Here the loaves are fully proofed, ready for the egg wash, slash and loading.
Here you can see how well the proofed dough fills the pans. That side seam in the left loaf never did proof out to touch the pan, but the oven spring filled that gap quickly. Nonetheless it remained the weak spot that failed.
It took 36 minutes to get the internal temperature up to 206F. You can see above that the loaf on the left has suffered a shaping failure and burst up on the inner edge where that side seam failed to hold. The above shot also shows the setup for this bake. No top rack or tiles, and the baking rack is up one level from before, leaving about 1 1/2" more space between the pans and the bottom tiles than in previous bakes.
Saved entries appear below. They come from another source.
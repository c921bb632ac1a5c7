//! Record store adapter.
//!
//! [`RecordStore`] maps the blog operations onto a [`DocumentCollection`] and
//! is the only place where backend outcomes are classified:
//!
//! | outcome                                   | error                |
//! |-------------------------------------------|----------------------|
//! | empty or malformed identity               | `InvalidArgument`    |
//! | backend raised an error                   | `StoreUnavailable`   |
//! | insert acknowledged without an identity   | `NotPersisted`       |
//! | write not acknowledged                    | `StoreUnavailable`   |
//! | no document with the identity             | `NotFound`           |
//!
//! Identities are validated before the backend is touched, so invalid input
//! never reaches it.

use super::{BackendError, DocumentCollection};
use futures::{StreamExt, stream::BoxStream};
use quill_tonic_core::{
    Error, Result,
    types::{DocumentId, Record, RecordFields, parse_document_id},
};
use std::sync::Arc;

/// Lazy sequence of records; a backend failure mid-way is yielded as an
/// error item and ends the sequence.
pub type RecordStream = BoxStream<'static, Result<Record>>;

#[derive(Clone)]
pub struct RecordStore {
    collection: Arc<dyn DocumentCollection>,
}

impl RecordStore {
    pub fn new(collection: Arc<dyn DocumentCollection>) -> Self {
        Self { collection }
    }

    /// Persists a new record and returns its identity.
    pub async fn create(&self, fields: RecordFields) -> Result<DocumentId> {
        let ack = self.collection.insert_one(fields).await?;

        match ack.inserted_id {
            Some(id) if ack.acknowledged => {
                #[cfg(feature = "tracing")]
                tracing::debug!(id = %quill_tonic_core::types::format_document_id(&id), "record created");
                Ok(id)
            }
            _ => Err(Error::NotPersisted),
        }
    }

    /// Fetches the record with the given wire identity.
    pub async fn read(&self, raw_id: &str) -> Result<Record> {
        let id = parse_document_id(raw_id)?;

        match self.collection.find_one(id).await? {
            Some(fields) => Ok(Record { id, fields }),
            None => Err(not_found(raw_id)),
        }
    }

    /// Replaces author, title and content of an existing record.
    pub async fn update(&self, raw_id: &str, fields: RecordFields) -> Result<()> {
        let id = parse_document_id(raw_id)?;

        match self.collection.find_one_and_replace(id, fields).await? {
            Some(_previous) => Ok(()),
            None => Err(not_found(raw_id)),
        }
    }

    /// Removes a record. Deleting an identity that does not exist is
    /// `NotFound`.
    pub async fn delete(&self, raw_id: &str) -> Result<()> {
        let id = parse_document_id(raw_id)?;
        let ack = self.collection.delete_one(id).await?;

        if !ack.acknowledged {
            return Err(Error::store_unavailable(format!(
                "delete of {raw_id} was not acknowledged"
            )));
        }

        if ack.deleted_count == 0 {
            return Err(not_found(raw_id));
        }

        Ok(())
    }

    /// Streams every record in store order.
    pub async fn list_all(&self) -> Result<RecordStream> {
        let documents = self.collection.find_all().await?;

        let records = documents
            .map(|item| {
                item.map(|(id, fields)| Record { id, fields })
                    .map_err(|e: BackendError| Error::from(e))
            })
            .scan(false, |failed, item| {
                // Stop after the first error so a broken cursor ends the
                // stream instead of yielding further items.
                if *failed {
                    return futures::future::ready(None);
                }
                *failed = item.is_err();
                futures::future::ready(Some(item))
            });

        Ok(records.boxed())
    }
}

fn not_found(raw_id: &str) -> Error {
    Error::NotFound {
        id: raw_id.to_string(),
    }
}
use super::factors::{FactorStatus, PrimeFactors};
use crate::server::store::records::RecordStream;
use futures::StreamExt;
use quill_tonic_core::{
    Error, Result,
    proto::{Blog, PrimeResponse},
};
use tokio::sync::mpsc;
use tokio_util::sync::CancellationToken;
use tonic::Status;

/// Trial divisions performed between cancellation checks.
const TRIAL_BUDGET: u32 = 1 << 16;

/// Sends one message to the caller, suspending until the channel has room.
///
/// Returns [`Error::Cancelled`] if the call is cancelled while waiting, or if
/// the caller has dropped its end of the stream.
pub async fn send_item<T>(
    resp_tx: &mpsc::Sender<Result<T, Status>>,
    item: T,
    token: &CancellationToken,
) -> Result<()> {
    tokio::select! {
        biased;
        () = token.cancelled() => Err(Error::Cancelled),
        sent = resp_tx.send(Ok(item)) => sent.map_err(|_| Error::Cancelled),
    }
}

/// Best effort delivery of a terminal error to the caller.
///
/// The caller may already have disconnected, in which case the error is only
/// logged.
pub async fn forward_error<T>(resp_tx: &mpsc::Sender<Result<T, Status>>, err: &Error) {
    if let Err(_e) = resp_tx.send(Err(err.clone().into())).await {
        #[cfg(feature = "tracing")]
        tracing::debug!("Failed to forward err: {}", err);
    }
}

/// Streams the prime factors of `number` to the caller in non-decreasing
/// order and returns how many were sent.
///
/// The search runs in slices of [`TRIAL_BUDGET`] divisions. Between slices the
/// task yields to the scheduler and stops early if the call was cancelled or
/// the caller went away.
pub async fn feed_factors(
    number: u64,
    resp_tx: mpsc::Sender<Result<PrimeResponse, Status>>,
    token: CancellationToken,
) -> Result<usize> {
    let mut factors = PrimeFactors::new(number);
    let mut sent = 0;

    loop {
        match factors.poll_next(TRIAL_BUDGET) {
            FactorStatus::Ready { factor } => {
                let prime_factor = i64::try_from(factor).map_err(Error::internal)?;
                send_item(&resp_tx, PrimeResponse { prime_factor }, &token).await?;
                sent += 1;
            }
            FactorStatus::Pending => {
                if token.is_cancelled() || resp_tx.is_closed() {
                    return Err(Error::Cancelled);
                }
                // Yield to the scheduler to avoid hogging the worker thread.
                tokio::task::yield_now().await;
            }
            FactorStatus::Done => return Ok(sent),
        }
    }
}

/// Forwards every record from the store to the caller and returns how many
/// were sent.
///
/// A store failure mid-way ends the stream with that error. Records already
/// sent stay delivered.
pub async fn feed_records(
    mut records: RecordStream,
    resp_tx: mpsc::Sender<Result<Blog, Status>>,
    token: CancellationToken,
) -> Result<usize> {
    let mut sent = 0;

    loop {
        let next = tokio::select! {
            biased;
            () = token.cancelled() => return Err(Error::Cancelled),
            next = records.next() => next,
        };

        match next {
            Some(Ok(record)) => {
                send_item(&resp_tx, Blog::from(record), &token).await?;
                sent += 1;
            }
            Some(Err(e)) => return Err(e),
            None => return Ok(sent),
        }
    }
}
If that proximity to the bottom tiles was a deciding factor in the problem of the loaf bottoms caving in this should have resolved it, but in the end it made no difference.
The crosscut above shows the quite open crumb, the clear hourglass figure, and the doughy patches against the side walls of the loaf where internal pressures have compressed dough layers up against the side walls. Again. Note that this shot is of the better shaped of the two loaves. Also note that the oven spring is more orderly and the slash stayed reasonably well centered, indicating the spring in this loaf was pretty much straight up rather than distorting off to one side or the other as has been the norm in all my previous bakes. This was the main thrust of this particular test bake, and it was a success for certain. It is pretty conclusive that if I can properly shape the loaves, removing the top tiles will allow them to spring normally. Thank you Eric!
Since I was not able to bake one of these loaves in a dark pan I still don't have much new insight into the cave-in problem. I feel like the answer is right in front of me, but because I tend to suffer from tunnel vision when problem solving I am missing it. I plan to leave this and go on to other baking until my dark loaf pans come in and I have some non-diastatic malt on hand. At that point I will hopefully have achieved some distance from this issue so I can open the book and try this again from a standing start, by the book, doing my best to approach it as my very first encounter with this bread. That's todays thought anyway.